Instructions to follow |
In the following material, identify every line holding the string "HashSet" and return it.

⁂

mod common;

use std::collections::HashSet;
use std::sync::Arc;

use anyhow::Result;
use bankcore::application::{AppError, NewCustomer};
use bankcore::domain::AccountType;
use common::TestBank;

#[tokio::test(flavor = "multi_thread", worker_threads = 4)]
async fn test_concurrent_withdrawals_never_overdraw() -> Result<()> {
    let bank = Arc::new(TestBank::new().await?);
    let (_, account) = bank.customer("Alice", "alice@example.com", 10000).await?;

    let mut handles = Vec::new();
    for _ in 0..10 {
        let bank = bank.clone();
        let account_id = account.id;
        handles.push(tokio::spawn(async move {
            bank.service
                .withdraw(&bank.staff, account_id, 3000, None)
                .await
        }));
    }

    let mut succeeded = 0;
    let mut insufficient = 0;
    for handle in handles {
        match handle.await? {
            Ok(result) => {
                assert!(result.account.balance_cents >= 0);
                succeeded += 1;
            }
            Err(AppError::InsufficientFunds { .. }) => insufficient += 1,
            Err(other) => panic!("unexpected error: {:?}", other),
        }
    }

    assert_eq!(succeeded, 3);
    assert_eq!(insufficient, 7);
    assert_eq!(bank.balance(&account).await?, 1000);
    assert_eq!(bank.history_len(&account).await?, 4);
    Ok(())
}

#[tokio::test(flavor = "multi_thread", worker_threads = 4)]
async fn test_opposing_transfers_do_not_deadlock() -> Result<()> {
    let bank = Arc::new(TestBank::new().await?);
    let (alice, a) = bank.customer("Alice", "alice@example.com", 100000).await?;
    let (bob, b) = bank.customer("Bob", "bob@example.com", 100000).await?;

    let mut handles = Vec::new();
    for i in 0..20 {
        let bank = bank.clone();
        let (principal, source, destination) = if i % 2 == 0 {
            (alice, a.id, b.account_number.clone())
        } else {
            (bob, b.id, a.account_number.clone())
        };
        handles.push(tokio::spawn(async move {
            bank.service
                .transfer(&principal, source, &destination, 1000, None)
                .await
        }));
    }

    for handle in handles {
        handle.await??;
    }

    // Ten each way: everything nets out
    assert_eq!(bank.balance(&a).await?, 100000);
    assert_eq!(bank.balance(&b).await?, 100000);
    assert_eq!(bank.history_len(&a).await?, 21);

    let report = bank.service.check_integrity(&bank.admin).await?;
    assert!(report.is_healthy());
    assert_eq!(report.total_balance, 200000);
    Ok(())
}

#[tokio::test(flavor = "multi_thread", worker_threads = 4)]
async fn test_concurrent_deposits_and_transfers_conserve_money() -> Result<()> {
    let bank = Arc::new(TestBank::new().await?);
    let (alice, a) = bank.customer("Alice", "alice@example.com", 50000).await?;
    let (_, b) = bank.customer("Bob", "bob@example.com", 0).await?;

    let mut handles = Vec::new();
    for i in 0..12 {
        let bank = bank.clone();
        let (a_id, b_id, b_number) = (a.id, b.id, b.account_number.clone());
        handles.push(tokio::spawn(async move {
            match i % 3 {
                0 => bank
                    .service
                    .deposit(&bank.staff, a_id, 500, None)
                    .await
                    .map(|_| ()),
                1 => bank
                    .service
                    .transfer(&alice, a_id, &b_number, 2000, None)
                    .await
                    .map(|_| ()),
                _ => bank
                    .service
                    .withdraw(&bank.staff, b_id, 100, None)
                    .await
                    .map(|_| ()),
            }
        }));
    }

    for handle in handles {
        match handle.await? {
            Ok(()) | Err(AppError::InsufficientFunds { .. }) => {}
            Err(other) => panic!("unexpected error: {:?}", other),
        }
    }

    let report = bank.service.check_integrity(&bank.admin).await?;
    assert!(report.is_healthy(), "{:?}", report.mismatches);
    assert!(bank.balance(&a).await? >= 0);
    assert!(bank.balance(&b).await? >= 0);
    Ok(())
}

#[tokio::test(flavor = "multi_thread", worker_threads = 4)]
async fn test_concurrent_account_opening_yields_unique_numbers() -> Result<()> {
    let bank = Arc::new(TestBank::new().await?);
    let (_, first) = bank.customer("Alice", "alice@example.com", 0).await?;

    let mut handles = Vec::new();
    for _ in 0..10 {
        let bank = bank.clone();
        let customer_id = first.customer_id;
        handles.push(tokio::spawn(async move {
            bank.service
                .open_account(&bank.staff, customer_id, AccountType::Savings, 100)
                .await
        }));
    }

    let mut numbers = HashSet::new();
    numbers.insert(first.account_number.clone());
    for handle in handles {
        let opened = handle.await??;
        assert!(numbers.insert(opened.account.account_number));
    }

    assert_eq!(numbers.len(), 11);
    Ok(())
}

#[tokio::test(flavor = "multi_thread", worker_threads = 4)]
async fn test_racing_reviews_settle_on_one_outcome() -> Result<()> {
    let bank = Arc::new(TestBank::new().await?);

    let mut handles = Vec::new();
    for i in 0..5 {
        let email = format!("applicant{}@example.com", i);
        let user_id = bank
            .service
            .register(NewCustomer {
                name: format!("Applicant {}", i),
                email: email.clone(),
                password: "applicant-secret".to_string(),
                ..Default::default()
            })
            .await?
            .id;

        for approve in [true, false] {
            let bank = bank.clone();
            let email = email.clone();
            handles.push(tokio::spawn(async move {
                let result = bank
                    .service
                    .review_registration(&bank.staff, user_id, approve)
                    .await;
                (email, approve, result)
            }));
        }
    }

    let mut winners = Vec::new();
    for handle in handles {
        let (email, approve, result) = handle.await?;
        match result {
            Ok(_) => winners.push((email, approve)),
            Err(AppError::NotFound(_)) | Err(AppError::InvalidOperation(_)) => {}
            Err(other) => panic!("unexpected error: {:?}", other),
        }
    }
    assert_eq!(winners.len(), 5);

    let users = bank.service.list_users(&bank.admin).await?;
    for (email, approved) in winners {
        let stored = users.iter().find(|u| u.email == email);
        if approved {
            assert!(stored.is_some_and(|u| u.is_active));
        } else {
            assert!(stored.is_none());
        }
    }
    assert!(bank.service.pending_customers(&bank.staff).await?.is_empty());
    Ok(())
}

⁂

Answer to this task |
use std::collections::HashSet;
    let mut numbers = HashSet::new();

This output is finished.